Ear savers are another item that a network of 3D printers has been busy churning out and Ignite is distributing. The Villa St. Joseph du Lac long-term seniors care facility in Yarmouth is one place where staff is benefitting from ear savers. The ear savers lift the elastic above and away from the ears, eliminating pressure and skin breakdown. This helps greatly during a long shift.
“Ignite Labs has proven their commitment to their community through their insight and ingenuity by caring for those on the front lines,” says the Villa staff in a statement. “What may seem like a small gesture of kindness and thoughtfulness, has a greater, long lasting impact. We are forever grateful for their contribution.”
At the Yarmouth Regional Hospital, the ear savers are being embraced by workers in numerous departments, including in the lab where medical lab assistants who have daily contact with patients to draw blood tests are among those wearing masks throughout their shifts.
Sandra Albert, a medical lab technologist in the lab, says when she saw Ignite Labs was offering ear savers, she got a bunch for the staff. She says in the past medical lab assistants were only usually wearing masks during contact with patients when procedures were happening, but now they’re being worn all of the time.
“The elastic goes right around your ears so it’s very irritating. I couldn’t believe it after hearing, halfway through the first day, that it was already bothering their ears so it’s a big relief to have these,” she says about the ear savers. “I talked to one person today who has been wearing it and she said it was a game changer, it definitely takes the pressure off the ears.”
The lab itself does not carry out actual COVID tests, provincially those are done at the QEII Health Sciences Centre’s microbiology lab, which is operating 24-hours a day. But the Yarmouth hospital lab is still responsible for a lot of the coordination of getting the swabs out to places that are conducting testing, such as long-term care facilities and the assessment centres. They then get the tests to Halifax where they are processed.
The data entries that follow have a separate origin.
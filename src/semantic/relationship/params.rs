//! Relationship parameter lists and order-by clauses.

use std::collections::HashSet;

use crate::model::types::SemanticType;
use crate::semantic::naming::is_identifier;
use crate::semantic::object::{Field, ObjectType};

use super::{OrderBy, Parameter, SortDirection};

/// Parameters parsed from a declaration like `int id, String code`.
#[derive(Debug, Default)]
pub struct ParameterCheck {
    pub parameters: Vec<Parameter>,
    pub errors: Vec<String>,
    pub warnings: Vec<String>,
}

/// Parse the declared parameter list and check it against the `{name}`
/// placeholders `used` in the query.
pub fn check_parameters(declared: Option<&str>, used: &[String]) -> ParameterCheck {
    let mut out = ParameterCheck::default();
    let mut seen = HashSet::new();

    for item in declared.unwrap_or("").split(',').map(str::trim).filter(|s| !s.is_empty()) {
        let parts: Vec<&str> = item.split_whitespace().collect();
        let [ty, name] = parts.as_slice() else {
            out.errors.push(format!(
                "malformed parameter '{}': expected '<type> <name>'",
                item
            ));
            continue;
        };
        let Some(ty) = SemanticType::from_str(ty) else {
            out.errors.push(format!("unknown type {} for parameter {}", ty, name));
            continue;
        };
        if name.starts_with('_') || !is_identifier(name) {
            out.errors.push(format!(
                "parameter name {} must be an identifier not starting with '_'",
                name
            ));
            continue;
        }
        if !seen.insert(name.to_string()) {
            out.errors.push(format!("duplicate parameter {}", name));
            continue;
        }
        out.parameters.push(Parameter {
            ty,
            name: name.to_string(),
        });
    }

    let mut reported = HashSet::new();
    for name in used {
        if !seen.contains(name) && reported.insert(name.as_str()) {
            out.errors.push(format!("parameter {{{}}} is used but not declared", name));
        }
    }
    for p in &out.parameters {
        if !used.contains(&p.name) {
            out.warnings.push(format!("parameter {} is declared but never used", p.name));
        }
    }
    out
}

/// Resolve `attr asc, other desc` against the related object.
pub fn resolve_order_by(text: Option<&str>, related: &ObjectType) -> Result<Vec<OrderBy>, Vec<String>> {
    let mut order = Vec::new();
    let mut errors = Vec::new();
    for item in text.unwrap_or("").split(',').map(str::trim).filter(|s| !s.is_empty()) {
        let parts: Vec<&str> = item.split_whitespace().collect();
        let (attribute, direction) = match parts.as_slice() {
            [attribute] => (*attribute, SortDirection::Asc),
            [attribute, dir] if dir.eq_ignore_ascii_case("asc") => (*attribute, SortDirection::Asc),
            [attribute, dir] if dir.eq_ignore_ascii_case("desc") => (*attribute, SortDirection::Desc),
            _ => {
                errors.push(format!("malformed orderBy item '{}'", item));
                continue;
            }
        };
        match related.field(attribute) {
            Some(Field::Attribute(_)) => order.push(OrderBy {
                attribute: attribute.to_string(),
                direction,
            }),
            Some(Field::AsOf(_)) | None => errors.push(format!(
                "orderBy attribute {} is not an attribute of {}",
                attribute, related.name
            )),
        }
    }
    if errors.is_empty() {
        Ok(order)
    } else {
        Err(errors)
    }
}
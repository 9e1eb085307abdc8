//! Accessor names and null-bit expressions handed to the emitter.

use serde::Serialize;

use crate::semantic::attribute::{Attribute, AttributeKind, NullBit};
use crate::semantic::layout::{holder_name, HolderWidth, NullBitsHolder};
use crate::semantic::naming::{getter_name, setter_name, upper_first};

/// `get<Name>` / `is<Name>` and `set<Name>`, chained through the owning
/// embedded values for flattened attributes.
#[derive(Debug, Clone, PartialEq, Eq, Serialize)]
pub struct Accessors {
    pub getter: String,
    pub setter: String,
}

impl Accessors {
    pub fn for_attribute(attr: &Attribute) -> Self {
        match &attr.kind {
            AttributeKind::Embedded { path, short_name } => {
                let chain: Vec<String> = path.iter().map(|p| format!("get{}()", upper_first(p))).collect();
                let chain = chain.join(".");
                Self {
                    getter: format!("{}.{}", chain, getter_name(short_name, attr.ty)),
                    setter: format!("{}.{}", chain, setter_name(short_name)),
                }
            }
            AttributeKind::Scalar | AttributeKind::Source | AttributeKind::AsOfBound { .. } => Self {
                getter: getter_name(&attr.name, attr.ty),
                setter: setter_name(&attr.name),
            },
        }
    }
}

/// Expressions that test, set and clear one on-heap null flag.
#[derive(Debug, Clone, PartialEq, Eq, Serialize)]
pub struct NullBitExpr {
    pub holder: String,
    pub mask: String,
    pub test: String,
    pub set: String,
    pub clear: String,
}

/// `1`, `1 << k`, or `1L << k` once the shift reaches the sign bit of an int.
pub fn mask(position: u32) -> String {
    match position {
        0 => "1".to_string(),
        1..=30 => format!("1 << {}", position),
        _ => format!("1L << {}", position),
    }
}

impl NullBitExpr {
    pub fn new(bit: NullBit) -> Self {
        let holder = holder_name(bit.holder);
        let mask = mask(bit.position);
        Self {
            test: format!("({} & {}) != 0", holder, mask),
            set: format!("{} |= {}", holder, mask),
            clear: format!("{} &= ~({})", holder, mask),
            holder,
            mask,
        }
    }
}

/// Initializer for a holder field, cast down for the narrow widths.
pub fn holder_initializer(holder: &NullBitsHolder) -> String {
    match (holder.width, holder.initial) {
        (_, 0) => "0".to_string(),
        (HolderWidth::Byte, v) => format!("(byte) {:#x}", v),
        (HolderWidth::Short, v) => format!("(short) {:#x}", v),
        (HolderWidth::Int, v) => format!("{:#x}", v),
        (HolderWidth::Long, v) => format!("{:#x}L", v),
    }
}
And then they are dealing with the day-to-day health care needs of patients.
Albert says they were not only grateful for the ear savers, but also grateful that they are being provided to health-care staff for free.
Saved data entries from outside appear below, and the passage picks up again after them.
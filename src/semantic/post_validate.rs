//! PostValidate pass: whole-object checks that need every earlier pass done.

use crate::model::types::SuperclassKind;

use super::context::{ObjectId, ResolutionContext};

pub fn post_validate(ctx: &ResolutionContext, id: ObjectId) -> Vec<String> {
    let object = ctx.object(id);
    let mut errors = Vec::new();

    let pk_exempt = object.is_abstract && object.superclass_kind == SuperclassKind::TablePerSubclass;
    if object.primary_key().next().is_none() && !pk_exempt {
        errors.push("No primary key defined!".to_string());
    }

    match object.as_of_attributes.len() {
        0 | 1 => {}
        2 => {
            let processing = object.as_of_attributes.iter().filter(|a| a.processing_date).count();
            if processing != 1 {
                errors.push(format!(
                    "object {} has two as of attributes; exactly one of them must be the processing date",
                    object.name
                ));
            }
        }
        _ => errors.push(format!(
            "Cannot have more than two as of attributes in object {}",
            object.name
        )),
    }
    errors
}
Helping out on that front is Coastal Financial Credit Union in Yarmouth, which has stepped up to cover Ignite’s costs to produce the ear savers for the health-care community.
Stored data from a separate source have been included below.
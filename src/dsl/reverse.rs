//! Role swap for reverse relationships.
//!
//! A relationship declared on `From` towards `Related` is navigated
//! backwards by rewriting its query from the related object's point of
//! view: references owned by the declaring object (`this.x`) become
//! `From.x`, references owned by the related type (`Related.x`) become
//! `this.x`, and references to any third object are left untouched.

use super::ast::{AttributeRef, Expr, Owner};

/// Rewrite `expr` so that it reads from the related object's side.
pub fn swap_roles(expr: &Expr, from_type: &str, related_type: &str) -> Expr {
    expr.map_refs(&mut |r| swap_ref(r, from_type, related_type))
}

/// Render the reverse query text for `expr`.
///
/// The output is canonical query text and re-parses to an expression
/// structurally equal to [`swap_roles`] (ignoring spans).
pub fn reverse_text(expr: &Expr, from_type: &str, related_type: &str) -> String {
    swap_roles(expr, from_type, related_type).to_string()
}

fn swap_ref(r: &AttributeRef, from_type: &str, related_type: &str) -> AttributeRef {
    match &r.owner {
        Owner::This => AttributeRef::of(from_type, r.attribute.clone()),
        Owner::Type(t) if t == related_type => AttributeRef::this(r.attribute.clone()),
        Owner::Type(_) => r.clone(),
    }
}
“Offering to offset some the hard costs of producing the ear savers was an easy decision for Coastal Financial Credit Union,” says CEO Rick Doucette. “Ignite is a local business that has been impacted by COVID-19 and it shouldn’t bear all the costs of producing PPE during a time of crisis.”
Doucette says it’s important for the community to not only work together, but to stick together.
“How well we co-operate with one another will impact the outcome of this pandemic significantly,” he says. “It was great to see Ignite and others step up and repurpose themselves during this pandemic. It’s a great example of leadership and community spirit.”